▶ YOUR OBJECTIVE
Only one number is wanted: the count of lines in the records below that hold the word "PromoQueen".

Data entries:
//! 指し手（Move）
//!
//! 24bitにパックされた指し手表現。置換表エントリのmoveフィールド（24bit）に
//! そのまま格納できる。
//!
//! レイアウト:
//! - bit  0- 5: 移動元マス
//! - bit  6-11: 移動先マス
//! - bit 12-15: 種別（MoveKind）
//! - bit 16-18: 動かす駒種（PieceType）

use super::{PieceType, Square};

/// 指し手の種別（4bit）
#[derive(Debug, Clone, Copy, PartialEq, Eq)]
#[repr(u8)]
pub enum MoveKind {
    Quiet = 0,
    DoublePush = 1,
    CastleKing = 2,
    CastleQueen = 3,
    Capture = 4,
    EnPassant = 5,
    PromoKnight = 8,
    PromoBishop = 9,
    PromoRook = 10,
    PromoQueen = 11,
    PromoCaptureKnight = 12,
    PromoCaptureBishop = 13,
    PromoCaptureRook = 14,
    PromoCaptureQueen = 15,
}

impl MoveKind {
    #[inline]
    pub const fn from_bits(bits: u8) -> MoveKind {
        match bits & 0xf {
            0 => MoveKind::Quiet,
            1 => MoveKind::DoublePush,
            2 => MoveKind::CastleKing,
            3 => MoveKind::CastleQueen,
            4 => MoveKind::Capture,
            5 => MoveKind::EnPassant,
            8 => MoveKind::PromoKnight,
            9 => MoveKind::PromoBishop,
            10 => MoveKind::PromoRook,
            11 => MoveKind::PromoQueen,
            12 => MoveKind::PromoCaptureKnight,
            13 => MoveKind::PromoCaptureBishop,
            14 => MoveKind::PromoCaptureRook,
            15 => MoveKind::PromoCaptureQueen,
            // 6,7は未使用。壊れたビット列はQuiet扱いにして疑似合法チェックで弾く。
            _ => MoveKind::Quiet,
        }
    }

    /// 昇格の指し手か
    #[inline]
    pub const fn is_promotion(self) -> bool {
        (self as u8) >= 8
    }

    /// 駒を取る指し手か（アンパサン含む）
    #[inline]
    pub const fn is_capture(self) -> bool {
        matches!(self, MoveKind::Capture | MoveKind::EnPassant) || (self as u8) >= 12
    }
}

/// 指し手
///
/// `Move::NONE`（全bit 0）は「指し手なし」を表す。
#[derive(Debug, Clone, Copy, PartialEq, Eq, Hash, Default)]
#[repr(transparent)]
pub struct Move(u32);

impl Move {
    /// 指し手なし
    pub const NONE: Move = Move(0);

    /// パック表現のビット幅（置換表エントリに合わせる）
    pub const BITS: u32 = 24;

    #[inline]
    pub const fn new(from: Square, to: Square, kind: MoveKind, piece: PieceType) -> Move {
        Move(
            from.index() as u32
                | (to.index() as u32) << 6
                | (kind as u32) << 12
                | (piece.index() as u32) << 16,
        )
    }

    #[inline]
    pub const fn from(self) -> Square {
        Square::new((self.0 & 0x3f) as u8)
    }

    #[inline]
    pub const fn to(self) -> Square {
        Square::new(((self.0 >> 6) & 0x3f) as u8)
    }

    #[inline]
    pub const fn kind(self) -> MoveKind {
        MoveKind::from_bits(((self.0 >> 12) & 0xf) as u8)
    }

    /// 動かす駒種
    #[inline]
    pub const fn piece(self) -> PieceType {
        PieceType::from_index(((self.0 >> 16) & 0x7) as usize)
    }

    #[inline]
    pub const fn is_none(self) -> bool {
        self.0 == 0
    }

    #[inline]
    pub const fn is_some(self) -> bool {
        self.0 != 0
    }

    #[inline]
    pub const fn is_capture(self) -> bool {
        self.kind().is_capture()
    }

    #[inline]
    pub const fn is_promotion(self) -> bool {
        self.kind().is_promotion()
    }

    /// 静かな手か（駒取りでも昇格でもない）
    #[inline]
    pub const fn is_quiet(self) -> bool {
        !self.is_capture() && !self.is_promotion()
    }

    #[inline]
    pub const fn is_castle(self) -> bool {
        matches!(self.kind(), MoveKind::CastleKing | MoveKind::CastleQueen)
    }

    /// 昇格先の駒種（昇格手のみ有効）
    #[inline]
    pub const fn promotion(self) -> PieceType {
        debug_assert!(self.is_promotion());
        PieceType::from_index(1 + ((self.0 >> 12) & 0x3) as usize)
    }

    /// 24bitパック表現（置換表格納用）
    #[inline]
    pub const fn to_bits(self) -> u32 {
        self.0 & 0x00ff_ffff
    }

    /// 24bitパック表現から復元
    #[inline]
    pub const fn from_bits(bits: u32) -> Move {
        Move(bits & 0x00ff_ffff)
    }

    /// UCI形式の文字列（e2e4, e7e8q）
    pub fn to_uci(self) -> String {
        if self.is_none() {
            return "0000".to_string();
        }
        let mut s = format!("{}{}", self.from(), self.to());
        if self.is_promotion() {
            s.push(match self.promotion() {
                PieceType::Knight => 'n',
                PieceType::Bishop => 'b',
                PieceType::Rook => 'r',
                _ => 'q',
            });
        }
        s
    }
}

impl std::fmt::Display for Move {
    fn fmt(&self, f: &mut std::fmt::Formatter<'_>) -> std::fmt::Result {
        write!(f, "{}", self.to_uci())
    }
}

▶ ANSWER SECTION
2